■ What is being asked
Print the data that follows exactly as it stands, from its first line through the line containing "Polymorphic structure kinds", and stop there.

■ Data supplied
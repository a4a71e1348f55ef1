//! Per-VM codec: type-ID registry and the [`Serializable`] contract
//!
//! Each chain family registers its own numbering for polymorphic structures.
//! The same numeric ID can mean different things on different chains (`0` is
//! an AVM `BaseTx` but an EVM `ImportTx`), so a [`Codec`] value is always
//! passed explicitly when encoding or decoding.

use crate::binary::{Reader, Writer};
use crate::{Error, Result};
use avax_params::ChainAlias;
use std::fmt;

/// Codec version prefixed to transactions and UTXOs
pub const CODEC_VERSION: u16 = 0;

/// Chain family whose type-ID table applies
#[derive(Debug, Clone, Copy, PartialEq, Eq, Hash)]
pub enum Codec {
    /// X-chain
    Avm,
    /// P-chain
    Pvm,
    /// C-chain atomic transactions
    Evm,
}

/// Polymorphic structure kinds
#[derive(Debug, Clone, Copy, PartialEq, Eq, Hash)]
pub enum TypeKind {
    /// secp256k1 transfer input
    SecpTransferInput,
    /// secp256k1 mint output
    SecpMintOutput,
    /// secp256k1 transfer output
    SecpTransferOutput,
    /// secp256k1 credential
    SecpCredential,
    /// secp256k1 owner output (rewards and subnet owners)
    SecpOwnerOutput,
    /// Stakeable lock wrapper around a transfer input
    StakeableLockIn,
    /// Stakeable lock wrapper around a transfer output
    StakeableLockOut,
    /// AVM base transaction
    BaseTx,
    /// Atomic import
    ImportTx,
    /// Atomic export
    ExportTx,
    /// Primary network validator
    AddValidatorTx,
    /// Primary network delegator
    AddDelegatorTx,
    /// Subnet creation
    CreateSubnetTx,
}

static SECP_TYPES: [(TypeKind, u32); 4] = [
    (TypeKind::SecpTransferInput, 5),
    (TypeKind::SecpMintOutput, 6),
    (TypeKind::SecpTransferOutput, 7),
    (TypeKind::SecpCredential, 9),
];

static AVM_TYPES: [(TypeKind, u32); 3] = [
    (TypeKind::BaseTx, 0),
    (TypeKind::ImportTx, 3),
    (TypeKind::ExportTx, 4),
];

static PVM_TYPES: [(TypeKind, u32); 8] = [
    (TypeKind::SecpOwnerOutput, 11),
    (TypeKind::AddValidatorTx, 12),
    (TypeKind::AddDelegatorTx, 14),
    (TypeKind::CreateSubnetTx, 16),
    (TypeKind::ImportTx, 17),
    (TypeKind::ExportTx, 18),
    (TypeKind::StakeableLockIn, 21),
    (TypeKind::StakeableLockOut, 22),
];

static EVM_TYPES: [(TypeKind, u32); 3] = [
    (TypeKind::ImportTx, 0),
    (TypeKind::ExportTx, 1),
    (TypeKind::SecpOwnerOutput, 11),
];

impl Codec {
    /// Codec of the chain named by `alias`
    pub fn for_chain(alias: ChainAlias) -> Self {
        match alias {
            ChainAlias::X => Codec::Avm,
            ChainAlias::P => Codec::Pvm,
            ChainAlias::C => Codec::Evm,
        }
    }

    fn table(&self) -> &'static [(TypeKind, u32)] {
        match self {
            Codec::Avm => &AVM_TYPES,
            Codec::Pvm => &PVM_TYPES,
            Codec::Evm => &EVM_TYPES,
        }
    }

    fn entries(&self) -> impl Iterator<Item = &'static (TypeKind, u32)> {
        SECP_TYPES.iter().chain(self.table().iter())
    }

    /// Numeric type ID for `kind`
    pub fn type_id(&self, kind: TypeKind) -> Result<u32> {
        self.entries()
            .find(|(k, _)| *k == kind)
            .map(|(_, id)| *id)
            .ok_or_else(|| {
                Error::UnknownTypeId(format!("{:?} is not registered on {}", kind, self))
            })
    }

    /// Kind registered under `type_id`
    pub fn kind_of(&self, type_id: u32) -> Result<TypeKind> {
        self.entries()
            .find(|(_, id)| *id == type_id)
            .map(|(k, _)| *k)
            .ok_or_else(|| Error::UnknownTypeId(format!("{} on {}", type_id, self)))
    }

    /// Write the type ID for `kind`
    pub fn write_type(&self, w: &mut Writer, kind: TypeKind) -> Result<()> {
        w.write_u32(self.type_id(kind)?);
        Ok(())
    }

    /// Read a type ID and resolve it
    pub fn read_type(&self, r: &mut Reader<'_>) -> Result<TypeKind> {
        let type_id = r.read_u32()?;
        self.kind_of(type_id)
    }

    /// Read a type ID that must be `expected`
    pub fn expect_type(&self, r: &mut Reader<'_>, expected: TypeKind) -> Result<()> {
        let kind = self.read_type(r)?;
        if kind != expected {
            return Err(Error::UnknownTypeId(format!(
                "expected {:?}, found {:?}",
                expected, kind
            )));
        }
        Ok(())
    }
}

impl fmt::Display for Codec {
    fn fmt(&self, f: &mut fmt::Formatter<'_>) -> fmt::Result {
        match self {
            Codec::Avm => write!(f, "avm"),
            Codec::Pvm => write!(f, "platformvm"),
            Codec::Evm => write!(f, "evm"),
        }
    }
}

/// Read the leading codec version, rejecting anything but [`CODEC_VERSION`]
pub fn read_codec_version(r: &mut Reader<'_>) -> Result<u16> {
    let version = r.read_u16()?;
    if version != CODEC_VERSION {
        return Err(Error::InvalidEncoding(format!(
            "unsupported codec version {}",
            version
        )));
    }
    Ok(version)
}

/// Binary wire form of a structure
pub trait Serializable: Sized {
    /// Append the wire form to `w`
    fn write_to(&self, codec: Codec, w: &mut Writer) -> Result<()>;

    /// Parse one value from `r`
    fn read_from(codec: Codec, r: &mut Reader<'_>) -> Result<Self>;

    /// Encode to a fresh buffer
    fn to_bytes(&self, codec: Codec) -> Result<Vec<u8>> {
        let mut w = Writer::new();
        self.write_to(codec, &mut w)?;
        Ok(w.into_bytes())
    }

    /// Decode one value at `offset`, returning it with the next unread offset
    fn from_bytes(codec: Codec, bytes: &[u8], offset: usize) -> Result<(Self, usize)> {
        let mut r = Reader::at(bytes, offset)?;
        let value = Self::read_from(codec, &mut r)?;
        Ok((value, r.offset()))
    }
}

/// Write a u32 count followed by each item
pub fn write_vec<T: Serializable>(codec: Codec, w: &mut Writer, items: &[T]) -> Result<()> {
    w.write_len(items.len())?;
    for item in items {
        item.write_to(codec, w)?;
    }
    Ok(())
}

/// Read a u32 count followed by that many items
///
/// `min_item_size` bounds the count against the remaining input.
pub fn read_vec<T: Serializable>(
    codec: Codec,
    r: &mut Reader<'_>,
    min_item_size: usize,
) -> Result<Vec<T>> {
    let len = r.read_len(min_item_size)?;
    let mut items = Vec::with_capacity(len);
    for _ in 0..len {
        items.push(T::read_from(codec, r)?);
    }
    Ok(items)
}

#[cfg(test)]
mod tests {
    use super::*;

    #[test]
    fn test_shared_secp_ids() {
        for codec in [Codec::Avm, Codec::Pvm, Codec::Evm] {
            assert_eq!(codec.type_id(TypeKind::SecpTransferInput).unwrap(), 5);
            assert_eq!(codec.type_id(TypeKind::SecpTransferOutput).unwrap(), 7);
            assert_eq!(codec.type_id(TypeKind::SecpCredential).unwrap(), 9);
        }
    }

    #[test]
    fn test_tx_ids_differ_by_vm() {
        assert_eq!(Codec::Avm.type_id(TypeKind::ImportTx).unwrap(), 3);
        assert_eq!(Codec::Pvm.type_id(TypeKind::ImportTx).unwrap(), 17);
        assert_eq!(Codec::Evm.type_id(TypeKind::ImportTx).unwrap(), 0);
        assert_eq!(Codec::Avm.kind_of(0).unwrap(), TypeKind::BaseTx);
        assert_eq!(Codec::Evm.kind_of(0).unwrap(), TypeKind::ImportTx);
    }

    #[test]
    fn test_unregistered_kinds() {
        assert!(matches!(
            Codec::Avm.type_id(TypeKind::StakeableLockOut),
            Err(Error::UnknownTypeId(_))
        ));
        assert!(matches!(Codec::Pvm.kind_of(999), Err(Error::UnknownTypeId(_))));
        assert!(matches!(Codec::Evm.kind_of(22), Err(Error::UnknownTypeId(_))));
    }

    #[test]
    fn test_expect_type() {
        let bytes = 7u32.to_be_bytes();
        let mut r = Reader::new(&bytes);
        assert!(Codec::Avm.expect_type(&mut r, TypeKind::SecpTransferOutput).is_ok());

        let mut r = Reader::new(&bytes);
        assert!(Codec::Avm.expect_type(&mut r, TypeKind::SecpMintOutput).is_err());
    }

    #[test]
    fn test_codec_version() {
        let mut r = Reader::new(&[0, 0]);
        assert_eq!(read_codec_version(&mut r).unwrap(), 0);
        let mut r = Reader::new(&[0, 1]);
        assert!(matches!(read_codec_version(&mut r), Err(Error::InvalidEncoding(_))));
    }
}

■ Answer to the problem
repository a4a71e1348f55ef1
//! Per-VM codec: type-ID registry and the [`Serializable`] contract
//!
//! Each chain family registers its own numbering for polymorphic structures.
//! The same numeric ID can mean different things on different chains (`0` is
//! an AVM `BaseTx` but an EVM `ImportTx`), so a [`Codec`] value is always
//! passed explicitly when encoding or decoding.

use crate::binary::{Reader, Writer};
use crate::{Error, Result};
use avax_params::ChainAlias;
use std::fmt;

/// Codec version prefixed to transactions and UTXOs
pub const CODEC_VERSION: u16 = 0;

/// Chain family whose type-ID table applies
#[derive(Debug, Clone, Copy, PartialEq, Eq, Hash)]
pub enum Codec {
    /// X-chain
    Avm,
    /// P-chain
    Pvm,
    /// C-chain atomic transactions
    Evm,
}

/// Polymorphic structure kinds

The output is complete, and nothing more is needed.